Question

In the adjoining figure, ABC is an equilateral triangle in which BC = 10 cm and BCD is a right-angled triangle in which BD = CD. Find the area of the shaded region.

Answer 1

Given:

ABC is equilateral with BC = 10 cm.

Triangle BCD is right-angled at D with BD = CD so BDC is an isosceles right triangle.

Step-wise calculation:

1. In an isosceles right triangle the hypotenuse = `"leg"·sqrt(2)`.

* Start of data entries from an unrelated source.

//! Per-row results and registry summaries.

use std::fmt;

use board_types::RoomId;

/// What happened to one ingested row.
#[derive(Debug, Clone, PartialEq, Eq)]
pub enum RowOutcome {
    /// The row became a room.
    Accepted,
    /// The row was ignored: it had no slot-1 value, or its identifier was
    /// already registered.
    Skipped,
    /// The row repeated an already accepted room.
    Duplicate {
        /// The room it repeated.
        existing: RoomId,
    },
    /// The row matched a non-blank blacklist room.
    Blacklisted {
        /// The blacklist room it matched.
        existing: RoomId,
    },
}

impl RowOutcome {
    /// Returns `true` if the row became a room.
    #[must_use]
    pub const fn is_accepted(&self) -> bool {
        matches!(self, Self::Accepted)
    }

    /// Returns `true` if the row was a duplicate or blacklisted.
    #[must_use]
    pub const fn is_rejected(&self) -> bool {
        matches!(self, Self::Duplicate { .. } | Self::Blacklisted { .. })
    }
}

/// Counts of row outcomes for one [`Registry::ingest`](crate::Registry::ingest) call.
#[derive(Debug, Clone, Copy, Default, PartialEq, Eq)]
pub struct IngestSummary {
    /// Rows that became rooms.
    pub accepted: usize,
    /// Rows without a slot-1 value or with an already registered
    /// identifier.
    pub skipped: usize,
    /// Rows rejected as duplicates.
    pub duplicates: usize,
    /// Rows rejected by the blacklist.
    pub blacklisted: usize,
}

impl IngestSummary {
    /// Adds one outcome to the counts.
    pub fn record(&mut self, outcome: &RowOutcome) {
        match outcome {
            RowOutcome::Accepted => self.accepted += 1,
            RowOutcome::Skipped => self.skipped += 1,
            RowOutcome::Duplicate { .. } => self.duplicates += 1,
            RowOutcome::Blacklisted { .. } => self.blacklisted += 1,
        }
    }

    /// Returns the number of rows seen.
    #[must_use]
    pub const fn total(&self) -> usize {
        self.accepted + self.skipped + self.duplicates + self.blacklisted
    }
}

impl fmt::Display for IngestSummary {
    fn fmt(&self, f: &mut fmt::Formatter<'_>) -> fmt::Result {
        write!(
            f,
            "{} rows: {} accepted, {} skipped, {} duplicate, {} blacklisted",
            self.total(),
            self.accepted,
            self.skipped,
            self.duplicates,
            self.blacklisted
        )
    }
}

/// Snapshot of a registry's contents.
#[derive(Debug, Clone, Copy, Default, PartialEq, Eq)]
pub struct RegistryStats {
    /// Accepted rooms.
    pub rooms: usize,
    /// Link instances, blank ones included.
    pub links: usize,
    /// Links owned by two rooms.
    pub connected_links: usize,
    /// Rooms with an open blank edge.
    pub entrypoints: usize,
    /// Rows rejected as duplicates or by the blacklist.
    pub rejected: usize,
}

impl fmt::Display for RegistryStats {
    fn fmt(&self, f: &mut fmt::Formatter<'_>) -> fmt::Result {
        write!(
            f,
            "{} rooms, {} links ({} connected), {} entrypoints, {} rejected",
            self.rooms, self.links, self.connected_links, self.entrypoints, self.rejected
        )
    }
}

#[cfg(test)]
mod tests {
    use super::*;

    #[test]
    fn test_summary_counts() {
        let mut summary = IngestSummary::default();
        summary.record(&RowOutcome::Accepted);
        summary.record(&RowOutcome::Accepted);
        summary.record(&RowOutcome::Skipped);
        summary.record(&RowOutcome::Duplicate {
            existing: RoomId::from("0:2"),
        });
        assert_eq!(summary.total(), 4);
        assert_eq!(
            summary.to_string(),
            "4 rows: 2 accepted, 1 skipped, 1 duplicate, 0 blacklisted"
        );
    }

    #[test]
    fn test_outcome_predicates() {
        let blacklisted = RowOutcome::Blacklisted {
            existing: RoomId::from("blacklist:4"),
        };
        assert!(blacklisted.is_rejected());
        assert!(!blacklisted.is_accepted());
        assert!(!RowOutcome::Skipped.is_rejected());
    }
}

Here, BC is the hypotenuse. 

So, each leg BD = CD

= `"BC"/sqrt(2)`

= `10/sqrt(2)`

= `5sqrt(2)` cm

2. Area of ΔBCD (right triangle with legs BD and CD):

Area BCD = `1/2` × BD × CD 

= `1/2 xx (5sqrt(2)) xx (5sqrt(2))` 

= `1/2 xx 50` 

= 25 cm²

3. Area of equilateral ΔABC with side a = 10 is

Area ABC = `sqrt(3)/4 xx a^2` 

= `sqrt(3)/4 xx 100` 

= `25sqrt(3)` cm²

4. Shaded area = Area ABC − Area BCD 

= `25sqrt(3) - 25`

= `25(sqrt(3) - 1)` cm²

Shaded area = `25(sqrt(3) - 1)` cm²

= 25(1.732 – 1)

= 18.3 cm²